START Given data

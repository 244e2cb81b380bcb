use anyhow::{Context, Result};
use harlens_core::ReportConfig;
use harlens_report::Interceptor;
use serde_json::Value;
use std::fs;
use std::io::{self, Read};
use std::path::Path;

/// Read a chat request body from a file, or stdin when no file is given
pub fn read_body(file: Option<&Path>) -> Result<Value> {
    let text = match file {
        Some(path) => fs::read_to_string(path)
            .with_context(|| format!("Failed to read message body {}", path.display()))?,
        None => {
            let mut buffer = String::new();
            io::stdin()
                .read_to_string(&mut buffer)
                .context("Failed to read message body from stdin")?;
            buffer
        }
    };
    serde_json::from_str(&text).context("Message body is not valid JSON")
}

pub async fn execute(file: Option<&Path>, config: ReportConfig, user: Option<String>) -> Result<()> {
    let body = read_body(file)?;
    let user = user.map(|id| serde_json::json!({ "id": id }));

    let rewritten = Interceptor::new(config).inlet(body, user.as_ref()).await;
    println!("{}", serde_json::to_string_pretty(&rewritten)?);
    Ok(())
}
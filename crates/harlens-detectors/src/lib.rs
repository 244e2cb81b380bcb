pub mod cookies;
pub mod error;
pub mod jwt;

pub use cookies::{CookieFanOut, CookieFlag, CookieReport, CookieTracker, SetCookieAudit};
pub use error::{Error, Result};
pub use jwt::{BearerJwt, JwtHeader, JwtInspector};
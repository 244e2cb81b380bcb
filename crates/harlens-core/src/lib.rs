pub mod analysis;
pub mod config;
pub mod error;
pub mod filter;
pub mod format;
pub mod har;

pub use config::{ConfigOverrides, ReportConfig};
pub use error::{Error, Result};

END Given data

[Task directions] Each record shown above is to be given again exactly.

[Written answer]
repository 244e2cb81b380bcb
use anyhow::{Context, Result};
use harlens_core::ReportConfig;
use harlens_report::Interceptor;
use serde_json::Value;
use std::fs;
use std::io::{self, Read};
use std::path::Path;

/// Read a chat request body from a file, or stdin when no file is given
pub fn read_body(file: Option<&Path>) -> Result<Value> {
    let text = match file {
        Some(path) => fs::read_to_string(path)
            .with_context(|| format!("Failed to read message body {}", path.display()))?,
        None => {
            let mut buffer = String::new();
            io::stdin()
                .read_to_string(&mut buffer)
                .context("Failed to read message body from stdin")?;
            buffer
        }
    };
    serde_json::from_str(&text).context("Message body is not valid JSON")
}

pub async fn execute(file: Option<&Path>, config: ReportConfig, user: Option<String>) -> Result<()> {
    let body = read_body(file)?;
    let user = user.map(|id| serde_json::json!({ "id": id }));

    let rewritten = Interceptor::new(config).inlet(body, user.as_ref()).await;
    println!("{}", serde_json::to_string_pretty(&rewritten)?);
    Ok(())
}
filename crates/harlens-detectors/src/lib.rs
repository 244e2cb81b380bcb
pub mod cookies;
pub mod error;
pub mod jwt;

pub use cookies::{CookieFanOut, CookieFlag, CookieReport, CookieTracker, SetCookieAudit};
pub use error::{Error, Result};
pub use jwt::{BearerJwt, JwtHeader, JwtInspector};
repository 244e2cb81b380bcb
filename crates/harlens-core/src/lib.rs
pub mod analysis;
pub mod config;
pub mod error;
pub mod filter;
pub mod format;
pub mod har;

pub use config::{ConfigOverrides, ReportConfig};
pub use error::{Error, Result};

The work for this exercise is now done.